- Relator(a)
- Ministra Laurita Vaz
- Órgão julgador
- Quinta Turma
- Data do julgamento
- 23/02/2010
- Data de publicação
- 29/03/2010
STJ – Acórdão, Rel. Ministra Laurita Vaz, Quinta Turma, j. 23/02/2010, p. 29/03/2010
HABEAS CORPUS. CRIMES DE QUADRILHA E "LAVAGEM" DE DINHEIRO SUPOSTAMENTE RELACIONADOS AO FURTO À SEDE DO BANCO CENTRAL DO BRASIL EM FORTALEZA. PRISÃO PREVENTIVA. AUSÊNCIA DE FUNDAMENTAÇÃO CONCRETA. NECESSIDADE DA CUSTÓDIA CAUTELAR NÃO DEMONSTRADA. CONSTRANGIMENTO ILEGAL EVIDENCIADO. 1. A prisão preventiva somente é devida se expressamente justificada sua real indispensabilidade para assegurar a ordem pública, a instrução criminal ou a aplicação da lei penal, ex vi do artigo 312 do Código de Processo Penal. 2. Na hipótese, o magistrado teceu considerações abstratas no decreto prisional, sem comprovar a existência dos pressupostos e motivos autorizadores da medida cautelar, com a devida indicação dos fatos concretos legitimadores de sua imposição, nos termos do art. 93, inciso IX, da Constituição Federal.

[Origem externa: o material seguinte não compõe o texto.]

use super::event::SessionEvent;
use super::model::SessionState;
use thiserror::Error;

pub type StateResult<T> = std::result::Result<T, StateError>;

#[derive(Debug, Clone, PartialEq, Eq, Error)]
pub enum StateError {
    #[error("invalid state transition: from {from:?} using event {event:?}")]
    InvalidStateTransition {
        from: SessionState,
        event: SessionEvent,
    },
}
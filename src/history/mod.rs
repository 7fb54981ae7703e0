//! Bounded undo/redo history of committed surface edits.

mod patch;

use std::collections::VecDeque;

use crate::surface::{PixelSurface, SurfaceResult};
use crate::tools::ToolKind;

pub use patch::Patch;

const DEFAULT_MAX_ENTRIES: usize = 100;
const DEFAULT_MEMORY_BUDGET_BYTES: usize = 256 * 1024 * 1024;

#[derive(Debug, Clone, Copy, PartialEq, Eq)]
pub struct HistoryLimits {
    pub max_entries: usize,
    pub memory_budget_bytes: usize,
}

impl Default for HistoryLimits {
    fn default() -> Self {
        Self {
            max_entries: DEFAULT_MAX_ENTRIES,
            memory_budget_bytes: DEFAULT_MEMORY_BUDGET_BYTES,
        }
    }
}

impl HistoryLimits {
    pub fn new(max_entries: usize, memory_budget_bytes: usize) -> Self {
        Self {
            max_entries: max_entries.max(1),
            memory_budget_bytes,
        }
    }
}

#[derive(Debug, Clone, PartialEq, Eq)]
pub struct HistoryEntry {
    pub id: u64,
    pub tool: ToolKind,
    pub label: String,
    pub patch: Patch,
}

#[derive(Debug, Clone, Copy, PartialEq, Eq)]
pub(crate) enum HistoryDirection {
    Undo,
    Redo,
}

impl HistoryDirection {
    pub(crate) const fn applied_message(self) -> &'static str {
        match self {
            Self::Undo => "undo applied",
            Self::Redo => "redo applied",
        }
    }

    pub(crate) const fn empty_message(self) -> &'static str {
        match self {
            Self::Undo => "undo stack empty",
            Self::Redo => "redo stack empty",
        }
    }
}

/// Where the last save sits relative to the history.
#[derive(Debug, Clone, Copy, PartialEq, Eq)]
enum SavePoint {
    /// Top undo entry id at save time, `None` for an empty undo stack.
    At(Option<u64>),
    /// The saved state can no longer be reached by undo or redo.
    Lost,
}

#[derive(Debug)]
pub struct UndoStack {
    undo: VecDeque<HistoryEntry>,
    redo: Vec<HistoryEntry>,
    limits: HistoryLimits,
    byte_size: usize,
    next_id: u64,
    save_point: SavePoint,
}

impl Default for UndoStack {
    fn default() -> Self {
        Self::new(HistoryLimits::default())
    }
}

impl UndoStack {
    pub fn new(limits: HistoryLimits) -> Self {
        Self {
            undo: VecDeque::new(),
            redo: Vec::new(),
            limits,
            byte_size: 0,
            next_id: 1,
            save_point: SavePoint::At(None),
        }
    }

    pub fn limits(&self) -> HistoryLimits {
        self.limits
    }

    /// Records a committed edit. Clears the redo stack, then evicts the
    /// oldest entries until the limits hold again; the new entry always stays.
    pub fn push(&mut self, tool: ToolKind, label: impl Into<String>, patch: Patch) -> u64 {
        let id = self.next_id;
        self.next_id = self.next_id.saturating_add(1);

        if self.redo_holds_save_point() {
            self.save_point = SavePoint::Lost;
        }
        for entry in self.redo.drain(..) {
            self.byte_size -= entry.patch.byte_size();
        }

        self.byte_size += patch.byte_size();
        self.undo.push_back(HistoryEntry {
            id,
            tool,
            label: label.into(),
            patch,
        });
        self.enforce_limits();
        id
    }

    fn redo_holds_save_point(&self) -> bool {
        match self.save_point {
            SavePoint::At(Some(saved)) => self.redo.iter().any(|entry| entry.id == saved),
            SavePoint::At(None) | SavePoint::Lost => false,
        }
    }

    fn enforce_limits(&mut self) {
        while self.undo.len() > 1
            && (self.undo.len() > self.limits.max_entries
                || self.byte_size > self.limits.memory_budget_bytes)
        {
            let Some(evicted) = self.undo.pop_front() else {
                break;
            };
            self.byte_size -= evicted.patch.byte_size();
            // The state after the evicted entry becomes the new base.
            self.save_point = match self.save_point {
                SavePoint::At(None) => SavePoint::Lost,
                SavePoint::At(Some(saved)) if saved == evicted.id => SavePoint::At(None),
                other => other,
            };
            tracing::debug!(
                id = evicted.id,
                label = %evicted.label,
                remaining = self.undo.len(),
                bytes = self.byte_size,
                "evicted oldest history entry"
            );
        }
    }

    /// Reverts the newest entry on `surface`. Returns the entry label, or
    /// `None` when there is nothing to undo.
    pub fn undo(&mut self, surface: &mut PixelSurface) -> SurfaceResult<Option<&str>> {
        self.step(HistoryDirection::Undo, surface)
    }

    pub fn redo(&mut self, surface: &mut PixelSurface) -> SurfaceResult<Option<&str>> {
        self.step(HistoryDirection::Redo, surface)
    }

    fn step(
        &mut self,
        direction: HistoryDirection,
        surface: &mut PixelSurface,
    ) -> SurfaceResult<Option<&str>> {
        let entry = match direction {
            HistoryDirection::Undo => self.undo.pop_back(),
            HistoryDirection::Redo => self.redo.pop(),
        };
        let Some(entry) = entry else {
            tracing::debug!("{}", direction.empty_message());
            return Ok(None);
        };

        let applied = match direction {
            HistoryDirection::Undo => entry.patch.revert(surface),
            HistoryDirection::Redo => entry.patch.reapply(surface),
        };
        if let Err(err) = applied {
            match direction {
                HistoryDirection::Undo => self.undo.push_back(entry),
                HistoryDirection::Redo => self.redo.push(entry),
            }
            return Err(err);
        }

        tracing::debug!(id = entry.id, label = %entry.label, "{}", direction.applied_message());
        let label = match direction {
            HistoryDirection::Undo => {
                self.redo.push(entry);
                self.redo.last()
            }
            HistoryDirection::Redo => {
                self.undo.push_back(entry);
                self.undo.back()
            }
        };
        Ok(label.map(|entry| entry.label.as_str()))
    }

    pub fn can_undo(&self) -> bool {
        !self.undo.is_empty()
    }

    pub fn can_redo(&self) -> bool {
        !self.redo.is_empty()
    }

    pub fn len(&self) -> usize {
        self.undo.len()
    }

    pub fn is_empty(&self) -> bool {
        self.undo.is_empty()
    }

    pub fn byte_size(&self) -> usize {
        self.byte_size
    }

    /// Labels of undoable entries, oldest first.
    pub fn labels(&self) -> Vec<&str> {
        self.undo.iter().map(|entry| entry.label.as_str()).collect()
    }

    pub fn clear(&mut self) {
        self.save_point = if self.is_modified() {
            SavePoint::Lost
        } else {
            SavePoint::At(None)
        };
        self.undo.clear();
        self.redo.clear();
        self.byte_size = 0;
    }

    pub fn mark_saved(&mut self) {
        self.save_point = SavePoint::At(self.undo.back().map(|entry| entry.id));
    }

    pub fn is_modified(&self) -> bool {
        match self.save_point {
            SavePoint::At(saved) => saved != self.undo.back().map(|entry| entry.id),
            SavePoint::Lost => true,
        }
    }
}

#[cfg(test)]
mod tests {
    use super::*;
    use crate::geometry::Color;

    fn surface() -> PixelSurface {
        PixelSurface::new(16, 16, Color::WHITE).expect("surface")
    }

    fn paint(surface: &mut PixelSurface, x: i32, color: Color) -> Patch {
        let before = surface.clone();
        surface.put_pixel(x, 0, color);
        Patch::capture(&before, surface, surface.bounds()).expect("pixel changed")
    }

    #[test]
    fn undo_then_redo_restores_pixels_exactly() {
        let mut stack = UndoStack::default();
        let mut canvas = surface();
        let original = canvas.clone();
        let patch = paint(&mut canvas, 3, Color::BLACK);
        let edited = canvas.clone();
        stack.push(ToolKind::Pencil, "Pencil", patch);

        assert_eq!(stack.undo(&mut canvas).expect("undo"), Some("Pencil"));
        assert_eq!(canvas, original);
        assert!(stack.can_redo());

        assert_eq!(stack.redo(&mut canvas).expect("redo"), Some("Pencil"));
        assert_eq!(canvas, edited);
        assert!(!stack.can_redo());
    }

    #[test]
    fn empty_stacks_report_nothing_to_do() {
        let mut stack = UndoStack::default();
        let mut canvas = surface();
        assert_eq!(stack.undo(&mut canvas).expect("undo"), None);
        assert_eq!(stack.redo(&mut canvas).expect("redo"), None);
    }

    #[test]
    fn push_clears_redo_stack() {
        let mut stack = UndoStack::default();
        let mut canvas = surface();
        let first = paint(&mut canvas, 1, Color::BLACK);
        stack.push(ToolKind::Pencil, "first", first);
        stack.undo(&mut canvas).expect("undo");

        let second = paint(&mut canvas, 2, Color::BLACK);
        stack.push(ToolKind::Pencil, "second", second);
        assert!(!stack.can_redo());
        assert_eq!(stack.labels(), vec!["second"]);
        assert_eq!(stack.byte_size(), 8);
    }

    #[test]
    fn entry_limit_evicts_oldest_first() {
        let mut stack = UndoStack::new(HistoryLimits::new(2, usize::MAX));
        let mut canvas = surface();
        for (x, label) in ["a", "b", "c"].into_iter().enumerate() {
            let patch = paint(&mut canvas, x as i32, Color::BLACK);
            stack.push(ToolKind::Pencil, label, patch);
        }
        assert_eq!(stack.labels(), vec!["b", "c"]);
    }

    #[test]
    fn memory_budget_is_respected_but_newest_entry_survives() {
        let mut stack = UndoStack::new(HistoryLimits::new(100, 20));
        let mut canvas = surface();
        for x in 0..4 {
            let patch = paint(&mut canvas, x, Color::BLACK);
            stack.push(ToolKind::Pencil, format!("dot {x}"), patch);
            assert!(stack.byte_size() <= 20);
        }
        assert_eq!(stack.len(), 2);

        let mut tiny = UndoStack::new(HistoryLimits::new(100, 4));
        let patch = paint(&mut canvas, 9, Color::rgb(1, 2, 3));
        tiny.push(ToolKind::Pencil, "oversized", patch);
        assert_eq!(tiny.len(), 1);
        assert!(tiny.byte_size() > 4);
    }

    #[test]
    fn modified_flag_tracks_save_point() {
        let mut stack = UndoStack::default();
        let mut canvas = surface();
        assert!(!stack.is_modified());

        let patch = paint(&mut canvas, 1, Color::BLACK);
        stack.push(ToolKind::Pencil, "one", patch);
        assert!(stack.is_modified());

        stack.mark_saved();
        assert!(!stack.is_modified());

        stack.undo(&mut canvas).expect("undo");
        assert!(stack.is_modified());
        stack.redo(&mut canvas).expect("redo");
        assert!(!stack.is_modified());

        stack.undo(&mut canvas).expect("undo");
        let patch = paint(&mut canvas, 2, Color::BLACK);
        stack.push(ToolKind::Pencil, "two", patch);
        stack.undo(&mut canvas).expect("undo");
        assert!(stack.is_modified(), "saved state was discarded with the redo stack");
    }

    #[test]
    fn evicting_saved_state_marks_history_modified() {
        let mut stack = UndoStack::new(HistoryLimits::new(1, usize::MAX));
        let mut canvas = surface();
        stack.mark_saved();
        let patch = paint(&mut canvas, 1, Color::BLACK);
        stack.push(ToolKind::Pencil, "one", patch);
        let patch = paint(&mut canvas, 2, Color::BLACK);
        stack.push(ToolKind::Pencil, "two", patch);
        stack.undo(&mut canvas).expect("undo");
        assert!(stack.is_empty());
        assert!(stack.is_modified());
    }
}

Precedentes. 3. Reconhecida a ausência de fundamentação do decreto prisional, resta prejudicada a análise do alegado excesso de prazo na formação da culpa. 4. Habeas corpus parcialmente conhecido e, nessa extensão, concedido, para revogar a custódia preventiva imposta ao Paciente. (HC n. 135.761/CE, relatora Ministra Laurita Vaz, Quinta Turma, julgado em 23/2/2010, DJe de 29/3/2010.)